When we say that 8 divides a mathematical expression, it means that the expression can be evenly divided by 8 without any remainder. In other words, the expression is a multiple of 8.
To prove that 8 divides this expression for all n>0, we can use mathematical induction. First, we can show that the expression is divisible by 8 when n=1. Then, we can assume that the expression is divisible by 8 for some arbitrary value of n=k. Using this assumption, we can show that the expression is also divisible by 8 when n=k+1. This completes the proof by induction, showing that the expression is divisible by 8 for all n>0.
Yes, there are other methods that can be used to prove this statement. For example, we could use the division algorithm to show that the remainder when dividing the expression by 8 is always 0. We could also use modular arithmetic to show that the expression is congruent to 0 mod 8 for all values of n>0.

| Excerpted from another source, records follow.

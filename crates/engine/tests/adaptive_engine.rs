//! Adaptive Engine Integration Test
//!
//! Runs the full engine with:
//! - Synthetic and channel-backed market/fill feeds
//! - Background detection, monitoring and adaptation loops
//! - In-memory persistence
//! - Gate validation under emergency stop

use std::collections::BTreeMap;
use std::sync::Arc;
use std::time::Duration;

use chrono::{TimeZone, Utc};
use proteus_clock::SystemClock;
use proteus_core::{Fill, MarketEvent, MarketSample, OrderProposal, Side, Timeframe, Timestamp};
use proteus_engine::{
    ChannelFillFeed, ChannelMarketFeed, Engine, EngineConfig, InMemoryStore, SyntheticFeed,
    SyntheticFeedConfig,
};
use proteus_gate::RejectReason;
use proteus_risk_monitor::{AlertKind, RiskLimitConfig, RiskMonitorConfig};
use proteus_strategy::{
    PerformanceTargets, RiskLimits, StrategyConfig, StrategyKind, params,
};
use rust_decimal::Decimal;
use rust_decimal_macros::dec;
use uuid::Uuid;

fn t0() -> Timestamp {
    Utc.with_ymd_and_hms(2024, 3, 1, 12, 0, 0).unwrap()
}

/// Engine config with tick intervals short enough for timing-based tests
fn short_config(risk: RiskMonitorConfig) -> EngineConfig {
    EngineConfig {
        risk,
        detection_interval: Duration::from_millis(25),
        monitoring_interval: Duration::from_millis(25),
        adaptation_interval: Duration::from_millis(25),
        ..EngineConfig::default()
    }
}

fn build(risk: RiskMonitorConfig) -> (Engine, Arc<InMemoryStore>) {
    let _ = env_logger::builder().is_test(true).try_init();
    let store = Arc::new(InMemoryStore::new());
    let engine = Engine::new(
        short_config(risk),
        Arc::new(SystemClock::new()),
        store.clone(),
    );
    (engine, store)
}

fn strategy_config(strategy_id: &str) -> StrategyConfig {
    StrategyConfig {
        strategy_id: strategy_id.to_string(),
        kind: StrategyKind::TrendFollowing,
        asset: "BTC/USD".to_string(),
        timeframe: Timeframe::M1,
        parameters: BTreeMap::from([
            ("entry_threshold".to_string(), 1.0),
            (params::MAX_POSITION_SIZE.to_string(), 2.0),
        ]),
        performance_targets: PerformanceTargets::default(),
        risk_limits: RiskLimits {
            max_position_size: dec!(2),
            ..RiskLimits::default()
        },
        rules: Vec::new(),
    }
}

fn proposal(strategy_id: &str) -> OrderProposal {
    OrderProposal::new(
        strategy_id,
        "BTC/USD",
        Side::Buy,
        dec!(1),
        dec!(50000),
        Utc::now(),
    )
}

fn fill(strategy_id: &str, side: Side, price: Decimal, at: Timestamp) -> Fill {
    Fill {
        proposal_id: Uuid::new_v4(),
        strategy_id: strategy_id.to_string(),
        asset: "BTC/USD".to_string(),
        side,
        quantity: dec!(1),
        price,
        timestamp: at,
    }
}

/// Full loop: synthetic market data accumulates per-series windows and
/// shutdown closes the gate before the loops drain.
#[tokio::test]
async fn test_engine_runs_with_synthetic_feed() {
    let (engine, _store) = build(RiskMonitorConfig::default());

    let feed_config = SyntheticFeedConfig {
        start: t0(),
        max_events: Some(120),
        tick_interval_ms: 1,
        ..Default::default()
    };
    let feed = SyntheticFeed::with_seed(feed_config, 42);
    let (_fill_tx, fills) = ChannelFillFeed::new(16);

    engine.start(feed, fills);
    assert!(engine.status().running);

    tokio::time::sleep(Duration::from_millis(300)).await;

    // 120 events round-robined over the two default assets
    let status = engine.status();
    assert_eq!(status.tracked_series, 2, "both default assets tracked");
    let window = engine.window("BTC/USD", Timeframe::M1).unwrap();
    assert_eq!(window.len(), 60);
    let window = engine.window("ETH/USD", Timeframe::M1).unwrap();
    assert_eq!(window.len(), 60);

    engine.shutdown().await;
    let status = engine.status();
    assert!(!status.running);
    assert!(!status.accepting_orders, "shutdown closes the gate");

    let decision = engine.validate_order(&proposal("alpha"));
    assert_eq!(decision.rejection(), Some(&RejectReason::NotAccepting));
}

/// At-least-once market delivery: a redelivered sample is dropped by
/// timestamp, not double-counted.
#[tokio::test]
async fn test_market_ingest_deduplicates_redelivered_samples() {
    let (engine, _store) = build(RiskMonitorConfig::default());

    let (market_tx, market) = ChannelMarketFeed::new(16);
    let (_fill_tx, fills) = ChannelFillFeed::new(16);
    engine.start(market, fills);

    let sample = MarketSample::new(dec!(50000), dec!(2), t0());
    let event = MarketEvent {
        asset: "BTC/USD".to_string(),
        timeframe: Timeframe::M1,
        sample,
    };
    market_tx.send(event.clone()).await.unwrap();
    market_tx.send(event).await.unwrap(); // redelivery
    let later = MarketEvent {
        asset: "BTC/USD".to_string(),
        timeframe: Timeframe::M1,
        sample: MarketSample::new(dec!(50100), dec!(1), t0() + chrono::Duration::minutes(1)),
    };
    market_tx.send(later).await.unwrap();

    tokio::time::sleep(Duration::from_millis(150)).await;

    assert_eq!(engine.status().tracked_series, 1);
    let window = engine.window("BTC/USD", Timeframe::M1).unwrap();
    assert_eq!(window.len(), 2, "duplicate timestamp dropped");

    engine.shutdown().await;
}

/// Fill flow: reservations settle, the analyzer books round trips, the
/// risk monitor carries the daily PnL and the monitoring tick persists
/// performance snapshots.
#[tokio::test]
async fn test_fill_flow_reaches_analyzer_risk_and_store() {
    let (engine, store) = build(RiskMonitorConfig::default());
    engine
        .register_strategy(strategy_config("alpha"))
        .await
        .unwrap();

    let (_market_tx, market) = ChannelMarketFeed::new(16);
    let (fill_tx, fills) = ChannelFillFeed::new(16);
    engine.start(market, fills);

    // Approved proposal backs the first fill; its reservation must settle
    let decision = engine.validate_order(&proposal("alpha"));
    let approved = decision.approved().expect("within limits").clone();
    assert_eq!(engine.status().open_reservations, 1);

    let mut entry = fill("alpha", Side::Buy, dec!(50000), t0());
    entry.proposal_id = approved.proposal.id;
    fill_tx.send(entry).await.unwrap();
    fill_tx
        .send(fill(
            "alpha",
            Side::Sell,
            dec!(51000),
            t0() + chrono::Duration::minutes(1),
        ))
        .await
        .unwrap();
    fill_tx
        .send(fill(
            "alpha",
            Side::Buy,
            dec!(50000),
            t0() + chrono::Duration::minutes(2),
        ))
        .await
        .unwrap();
    fill_tx
        .send(fill(
            "alpha",
            Side::Sell,
            dec!(49500),
            t0() + chrono::Duration::minutes(3),
        ))
        .await
        .unwrap();

    tokio::time::sleep(Duration::from_millis(300)).await;

    assert_eq!(engine.status().open_reservations, 0, "fill settles reservation");

    let metrics = engine.performance_metrics("alpha").unwrap();
    assert_eq!(metrics.trade_count, 2);
    assert!((metrics.win_rate - 0.5).abs() < 1e-12);
    assert!(metrics.total_return > 0.0);

    // +1000 then -500 on the day
    assert_eq!(engine.risk().daily_pnl(), dec!(500));

    engine.shutdown().await;

    let snapshots = store.snapshots();
    assert!(!snapshots.is_empty(), "monitoring tick persisted snapshots");
    let last = snapshots.last().unwrap();
    assert_eq!(last.strategy_id, "alpha");
    assert_eq!(last.trade_count, 2);
}

/// Daily loss breach raises an alert on the monitoring tick and the sink
/// persists it as a violation row.
#[tokio::test]
async fn test_daily_loss_alert_is_persisted() {
    let risk = RiskMonitorConfig {
        limits: RiskLimitConfig {
            max_daily_loss: dec!(100),
            ..RiskLimitConfig::default()
        },
        ..RiskMonitorConfig::default()
    };
    let (engine, store) = build(risk);
    engine
        .register_strategy(strategy_config("alpha"))
        .await
        .unwrap();

    let mut alerts = engine.subscribe_alerts();

    let (_market_tx, market) = ChannelMarketFeed::new(16);
    let (fill_tx, fills) = ChannelFillFeed::new(16);
    engine.start(market, fills);

    // one round trip losing 200 against a 100 daily-loss limit
    fill_tx
        .send(fill("alpha", Side::Buy, dec!(50000), t0()))
        .await
        .unwrap();
    fill_tx
        .send(fill(
            "alpha",
            Side::Sell,
            dec!(49800),
            t0() + chrono::Duration::minutes(1),
        ))
        .await
        .unwrap();

    let alert = tokio::time::timeout(Duration::from_secs(2), alerts.recv())
        .await
        .expect("alert within timeout")
        .expect("alert channel open");
    assert_eq!(alert.kind, AlertKind::DailyLoss);
    assert_eq!(alert.limit_value, 100.0);

    tokio::time::sleep(Duration::from_millis(100)).await;
    engine.shutdown().await;

    assert!(
        store
            .violations()
            .iter()
            .any(|violation| violation.kind == "daily_loss"),
        "violation row persisted"
    );
}

/// Emergency stop with in-flight proposals: concurrent validations either
/// complete before the signal or observe it; nothing issued after the stop
/// is approved.
#[tokio::test(flavor = "multi_thread", worker_threads = 2)]
async fn test_emergency_stop_with_inflight_proposals() {
    let risk = RiskMonitorConfig {
        limits: RiskLimitConfig {
            max_concentration: 1.0,
            ..RiskLimitConfig::default()
        },
        ..RiskMonitorConfig::default()
    };
    let (engine, _store) = build(risk);
    let engine = Arc::new(engine);
    engine
        .register_strategy(strategy_config("alpha"))
        .await
        .unwrap();

    let mut handles = Vec::new();
    for _ in 0..3 {
        let engine = engine.clone();
        handles.push(tokio::spawn(async move {
            engine.validate_order(&proposal("alpha"))
        }));
    }

    engine.emergency_stop("limit breach under review");

    let mut approved = 0;
    for handle in handles {
        let decision = handle.await.unwrap();
        match decision.rejection() {
            None => approved += 1,
            Some(RejectReason::EmergencyStopped { .. }) => {}
            Some(other) => panic!("unexpected rejection: {other}"),
        }
    }
    assert_eq!(engine.status().open_reservations, approved);

    // everything after the stop rejects
    for _ in 0..3 {
        let decision = engine.validate_order(&proposal("alpha"));
        assert_eq!(
            decision.rejection(),
            Some(&RejectReason::EmergencyStopped {
                reason: "limit breach under review".to_string()
            })
        );
    }

    engine.resume_all();
    assert!(engine.validate_order(&proposal("alpha")).is_approved());
}

/// Defaults construct a working engine without collaborators
#[tokio::test]
async fn test_engine_with_defaults() {
    let engine = Engine::with_defaults();
    let status = engine.status();
    assert!(!status.running);
    assert!(status.accepting_orders);
    assert_eq!(status.strategies, 0);
    assert_eq!(status.tracked_series, 0);
}
//! Proteus Metrics
//!
//! Pure statistical primitives over `f64` series. No state, no clocks,
//! no I/O; callers own windowing and unit conventions.
//!
//! Conventions:
//! - Volatility and correlation use the N-1 sample estimator
//! - Ratio metrics return [`MetricsError::NoData`] below 2 observations
//!   rather than a misleading zero
//! - Tail metrics (VaR, expected shortfall) are reported as positive
//!   loss fractions

mod error;
mod returns;
mod risk;

pub use error::{MetricsError, MetricsResult};
pub use returns::{
    SECONDS_PER_YEAR, annualized_return, mean, profit_factor, sample_volatility, sharpe_ratio,
    win_rate,
};
pub use risk::{expected_shortfall, max_drawdown, pearson_correlation, value_at_risk};
#[cfg(test)]
mod tests {
    use super::*;
    use chrono::{TimeZone, Utc};
    use proteus_core::Fill;
    use rust_decimal_macros::dec;
    use uuid::Uuid;

    fn ts(minute: u32) -> Timestamp {
        Utc.with_ymd_and_hms(2024, 1, 15, 10, minute, 0).unwrap()
    }

    fn analyzer() -> PerformanceAnalyzer {
        let analyzer = PerformanceAnalyzer::new(AnalyzerConfig::default());
        analyzer.register_strategy("momentum-1");
        analyzer
    }

    fn fill(side: Side, quantity: Decimal, price: Decimal, minute: u32) -> Fill {
        Fill {
            proposal_id: Uuid::new_v4(),
            strategy_id: "momentum-1".to_string(),
            asset: "BTC/USD".to_string(),
            side,
            quantity,
            price,
            timestamp: ts(minute),
        }
    }

    #[test]
    fn test_metrics_requires_two_closes() {
        let analyzer = analyzer();
        assert!(matches!(
            analyzer.metrics("momentum-1"),
            Err(AnalyzerError::NoData { trades: 0, .. })
        ));

        analyzer.record_close("momentum-1", 0.05, ts(0)).unwrap();
        assert!(matches!(
            analyzer.metrics("momentum-1"),
            Err(AnalyzerError::NoData { trades: 1, .. })
        ));

        analyzer.record_close("momentum-1", 0.02, ts(1)).unwrap();
        assert!(analyzer.metrics("momentum-1").is_ok());
    }

    #[test]
    fn test_unknown_strategy() {
        let analyzer = analyzer();
        assert_eq!(
            analyzer.metrics("ghost"),
            Err(AnalyzerError::UnknownStrategy("ghost".to_string()))
        );
    }

    #[test]
    fn test_total_return_compounds() {
        let analyzer = analyzer();
        analyzer.record_close("momentum-1", 0.10, ts(0)).unwrap();
        let snapshot = analyzer.record_close("momentum-1", -0.05, ts(1)).unwrap();

        assert!((snapshot.total_return - 0.045).abs() < 1e-9);
        assert_eq!(snapshot.trade_count, 2);
        assert!((snapshot.win_rate - 0.5).abs() < 1e-9);
    }

    #[test]
    fn test_max_drawdown_is_monotone_and_peak_relative() {
        let analyzer = analyzer();
        let closes = [0.10, -0.20, 0.30, -0.10];
        let mut last_dd = 0.0;
        for (i, r) in closes.iter().enumerate() {
            let snapshot = analyzer
                .record_close("momentum-1", *r, ts(i as u32))
                .unwrap();
            assert!(snapshot.max_drawdown >= last_dd);
            last_dd = snapshot.max_drawdown;
        }
        // worst drop: 1.10 -> 0.88
        assert!((last_dd - 0.20).abs() < 1e-9);
    }

    #[test]
    fn test_drawdown_survives_window_roll() {
        let config = AnalyzerConfig {
            evaluation_window_secs: 3600,
            ..AnalyzerConfig::default()
        };
        let analyzer = PerformanceAnalyzer::new(config);
        analyzer.register_strategy("momentum-1");

        analyzer.record_close("momentum-1", 0.10, ts(0)).unwrap();
        // two hours later: the first close has left the rolling window
        let later = ts(0) + Duration::hours(2);
        let snapshot = analyzer
            .record_close("momentum-1", -0.20, later)
            .unwrap();

        assert_eq!(snapshot.window_trades, 1);
        assert_eq!(snapshot.trade_count, 2);
        // all-time drawdown still sees the 1.10 peak
        assert!((snapshot.max_drawdown - 0.20).abs() < 1e-9);
    }

    #[test]
    fn test_apply_fill_attributes_realized_pnl() {
        let analyzer = analyzer();

        let opened = analyzer
            .apply_fill(&fill(Side::Buy, dec!(2), dec!(100), 0))
            .unwrap();
        assert_eq!(opened.realized_pnl, Decimal::ZERO);
        assert_eq!(opened.position_quantity, dec!(2));

        let closed = analyzer
            .apply_fill(&fill(Side::Sell, dec!(1), dec!(110), 1))
            .unwrap();
        assert_eq!(closed.realized_pnl, dec!(10));
        assert!((closed.realized_return.unwrap() - 0.10).abs() < 1e-9);

        let closed = analyzer
            .apply_fill(&fill(Side::Sell, dec!(1), dec!(90), 2))
            .unwrap();
        assert_eq!(closed.realized_pnl, dec!(-10));
        assert_eq!(closed.position_quantity, Decimal::ZERO);

        let snapshot = analyzer.metrics("momentum-1").unwrap();
        assert_eq!(snapshot.trade_count, 2);
        assert!((snapshot.win_rate - 0.5).abs() < 1e-9);
    }

    #[test]
    fn test_adaptation_impact_spans_markers() {
        let analyzer = analyzer();
        analyzer.record_close("momentum-1", 0.05, ts(0)).unwrap();
        analyzer.record_close("momentum-1", 0.00, ts(1)).unwrap();
        analyzer.note_adaptation("momentum-1", ts(2)).unwrap();
        let snapshot = analyzer.record_close("momentum-1", 0.10, ts(3)).unwrap();

        let impact = snapshot.adaptation_impact.unwrap();
        assert_eq!(impact.adaptations, 1);
        // 1.05 * 1.10 - 1 against the 0.05 marked before adapting
        assert!((impact.return_delta - 0.105).abs() < 1e-9);
    }

    #[test]
    fn test_snapshot_handle_publishes() {
        let analyzer = analyzer();
        let handle = analyzer.snapshot_handle();
        assert!(handle.get("momentum-1").is_none());
        let v0 = handle.version();

        analyzer.record_close("momentum-1", 0.05, ts(0)).unwrap();
        let published = handle.get("momentum-1").unwrap();
        assert!((published.total_return - 0.05).abs() < 1e-9);
        assert!(handle.version() > v0);
    }

    #[test]
    fn test_positions_and_marks() {
        let analyzer = analyzer();
        analyzer
            .apply_fill(&fill(Side::Buy, dec!(2), dec!(100), 0))
            .unwrap();
        analyzer
            .record_mark("momentum-1", "BTC/USD", dec!(110), ts(1))
            .unwrap();

        assert_eq!(analyzer.unrealized_pnl("momentum-1").unwrap(), dec!(20));
        let positions = analyzer.positions("momentum-1").unwrap();
        assert_eq!(positions.len(), 1);
        assert_eq!(positions[0].quantity, dec!(2));
    }

    #[test]
    fn test_record_open_books_position_without_trades() {
        let analyzer = analyzer();
        analyzer
            .record_open("momentum-1", "BTC/USD", Side::Buy, dec!(2), dec!(100), ts(0))
            .unwrap();

        let positions = analyzer.positions("momentum-1").unwrap();
        assert_eq!(positions.len(), 1);
        assert_eq!(positions[0].quantity, dec!(2));
        // an open is not a closed trade
        assert!(matches!(
            analyzer.metrics("momentum-1"),
            Err(AnalyzerError::NoData { trades: 0, .. })
        ));
    }
}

Proving that 8 divides this expression for all n>0 is important because it helps us to better understand the properties of numbers and their relationships. It also allows us to make more accurate calculations and predictions in various mathematical and scientific fields.
Yes, there are many real-world applications of this proof. For example, in computer science and coding, this proof can be used to optimize algorithms and improve efficiency in calculations involving large numbers. It can also be applied in physics and engineering to accurately model and predict systems that involve exponential growth or decay.